Report every line of the data where the string "Application" appears.

______________________________

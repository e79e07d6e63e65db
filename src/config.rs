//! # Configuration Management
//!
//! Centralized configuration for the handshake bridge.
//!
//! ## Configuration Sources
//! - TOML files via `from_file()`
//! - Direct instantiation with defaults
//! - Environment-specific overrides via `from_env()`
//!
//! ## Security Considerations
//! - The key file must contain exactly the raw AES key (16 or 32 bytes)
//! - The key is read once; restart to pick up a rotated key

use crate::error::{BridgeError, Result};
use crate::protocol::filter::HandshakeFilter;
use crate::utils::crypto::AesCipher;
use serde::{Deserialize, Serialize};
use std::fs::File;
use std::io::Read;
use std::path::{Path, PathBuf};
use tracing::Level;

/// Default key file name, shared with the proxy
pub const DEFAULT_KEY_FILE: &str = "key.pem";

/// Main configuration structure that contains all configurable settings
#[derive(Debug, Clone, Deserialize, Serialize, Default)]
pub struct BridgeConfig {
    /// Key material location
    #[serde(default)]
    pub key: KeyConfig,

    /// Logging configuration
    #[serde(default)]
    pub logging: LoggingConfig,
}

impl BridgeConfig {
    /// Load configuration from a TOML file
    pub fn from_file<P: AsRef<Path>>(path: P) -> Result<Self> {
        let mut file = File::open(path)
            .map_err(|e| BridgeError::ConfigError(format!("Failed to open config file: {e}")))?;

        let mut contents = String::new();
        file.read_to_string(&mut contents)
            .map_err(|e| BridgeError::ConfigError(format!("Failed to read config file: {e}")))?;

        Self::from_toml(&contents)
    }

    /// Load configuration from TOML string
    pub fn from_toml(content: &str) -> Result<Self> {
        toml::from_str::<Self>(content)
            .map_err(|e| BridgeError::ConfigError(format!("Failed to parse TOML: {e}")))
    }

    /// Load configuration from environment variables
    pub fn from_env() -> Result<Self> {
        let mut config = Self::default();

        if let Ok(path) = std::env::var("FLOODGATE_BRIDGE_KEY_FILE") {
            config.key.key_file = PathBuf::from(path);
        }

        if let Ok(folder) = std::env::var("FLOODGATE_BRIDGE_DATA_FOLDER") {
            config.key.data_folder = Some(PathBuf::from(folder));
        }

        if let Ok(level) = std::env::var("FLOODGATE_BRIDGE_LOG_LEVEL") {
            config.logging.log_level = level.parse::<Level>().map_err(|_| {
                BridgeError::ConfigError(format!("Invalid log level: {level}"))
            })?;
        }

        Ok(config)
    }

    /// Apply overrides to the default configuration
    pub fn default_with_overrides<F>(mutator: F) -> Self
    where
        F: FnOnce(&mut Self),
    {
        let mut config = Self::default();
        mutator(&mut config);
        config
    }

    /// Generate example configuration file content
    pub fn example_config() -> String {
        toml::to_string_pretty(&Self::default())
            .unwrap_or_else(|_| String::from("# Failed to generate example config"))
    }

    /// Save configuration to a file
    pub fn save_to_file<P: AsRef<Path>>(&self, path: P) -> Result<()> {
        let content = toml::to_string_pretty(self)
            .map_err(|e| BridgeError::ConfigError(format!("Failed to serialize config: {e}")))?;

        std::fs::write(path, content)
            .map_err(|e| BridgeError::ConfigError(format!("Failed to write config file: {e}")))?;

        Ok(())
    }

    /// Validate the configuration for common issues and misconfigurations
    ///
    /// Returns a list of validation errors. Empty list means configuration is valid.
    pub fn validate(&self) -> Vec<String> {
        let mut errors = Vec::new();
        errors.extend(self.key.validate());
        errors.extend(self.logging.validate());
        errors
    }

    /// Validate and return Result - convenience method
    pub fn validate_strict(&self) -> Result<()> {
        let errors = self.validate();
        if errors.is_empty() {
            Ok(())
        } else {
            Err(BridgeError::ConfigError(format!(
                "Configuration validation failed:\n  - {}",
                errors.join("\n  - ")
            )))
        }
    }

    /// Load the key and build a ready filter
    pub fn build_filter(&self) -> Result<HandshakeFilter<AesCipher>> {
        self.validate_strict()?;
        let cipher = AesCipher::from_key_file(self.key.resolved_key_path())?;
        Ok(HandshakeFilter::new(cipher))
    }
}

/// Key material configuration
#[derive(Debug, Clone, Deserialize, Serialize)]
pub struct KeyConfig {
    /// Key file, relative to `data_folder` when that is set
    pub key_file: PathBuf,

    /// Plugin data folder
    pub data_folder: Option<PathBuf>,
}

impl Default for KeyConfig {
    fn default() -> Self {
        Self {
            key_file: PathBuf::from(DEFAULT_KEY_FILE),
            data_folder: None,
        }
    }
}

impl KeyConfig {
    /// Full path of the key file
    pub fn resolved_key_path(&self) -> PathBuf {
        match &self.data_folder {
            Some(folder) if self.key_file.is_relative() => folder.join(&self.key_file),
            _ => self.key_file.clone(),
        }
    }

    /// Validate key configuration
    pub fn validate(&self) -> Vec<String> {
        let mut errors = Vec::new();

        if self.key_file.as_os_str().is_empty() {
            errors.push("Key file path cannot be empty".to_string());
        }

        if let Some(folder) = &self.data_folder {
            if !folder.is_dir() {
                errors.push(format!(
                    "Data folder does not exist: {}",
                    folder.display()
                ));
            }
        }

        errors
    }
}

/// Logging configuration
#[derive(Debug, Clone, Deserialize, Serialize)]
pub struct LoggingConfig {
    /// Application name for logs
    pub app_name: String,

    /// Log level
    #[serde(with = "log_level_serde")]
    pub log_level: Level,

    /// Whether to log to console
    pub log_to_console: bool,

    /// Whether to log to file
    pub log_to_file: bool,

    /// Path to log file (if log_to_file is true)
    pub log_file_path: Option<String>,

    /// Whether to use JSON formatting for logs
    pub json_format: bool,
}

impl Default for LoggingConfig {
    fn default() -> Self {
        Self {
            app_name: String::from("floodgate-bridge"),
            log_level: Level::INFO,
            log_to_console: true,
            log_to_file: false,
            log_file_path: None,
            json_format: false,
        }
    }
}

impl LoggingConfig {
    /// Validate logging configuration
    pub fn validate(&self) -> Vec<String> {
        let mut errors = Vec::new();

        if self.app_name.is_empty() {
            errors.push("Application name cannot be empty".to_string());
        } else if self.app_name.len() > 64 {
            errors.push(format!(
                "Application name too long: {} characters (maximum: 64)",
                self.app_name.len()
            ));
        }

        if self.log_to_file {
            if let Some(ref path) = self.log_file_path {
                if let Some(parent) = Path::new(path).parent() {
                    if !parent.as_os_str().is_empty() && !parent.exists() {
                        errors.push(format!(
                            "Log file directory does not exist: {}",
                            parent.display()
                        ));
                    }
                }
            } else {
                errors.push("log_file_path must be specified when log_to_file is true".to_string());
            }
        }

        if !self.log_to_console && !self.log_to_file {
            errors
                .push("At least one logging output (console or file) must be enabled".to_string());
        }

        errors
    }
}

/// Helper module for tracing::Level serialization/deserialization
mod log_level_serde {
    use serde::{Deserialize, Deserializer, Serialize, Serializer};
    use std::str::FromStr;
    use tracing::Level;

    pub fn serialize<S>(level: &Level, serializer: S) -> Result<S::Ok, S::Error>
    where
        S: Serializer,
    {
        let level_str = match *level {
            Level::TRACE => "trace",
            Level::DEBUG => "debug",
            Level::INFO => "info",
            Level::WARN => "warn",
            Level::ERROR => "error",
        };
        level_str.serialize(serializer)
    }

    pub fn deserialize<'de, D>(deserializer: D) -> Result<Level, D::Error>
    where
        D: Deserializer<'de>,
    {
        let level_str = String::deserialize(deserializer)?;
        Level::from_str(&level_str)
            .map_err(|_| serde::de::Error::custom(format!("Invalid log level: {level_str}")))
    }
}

______________________________

> **TASK RESPONSE**
    /// Application name for logs
            errors.push("Application name cannot be empty".to_string());
                "Application name too long: {} characters (maximum: 64)",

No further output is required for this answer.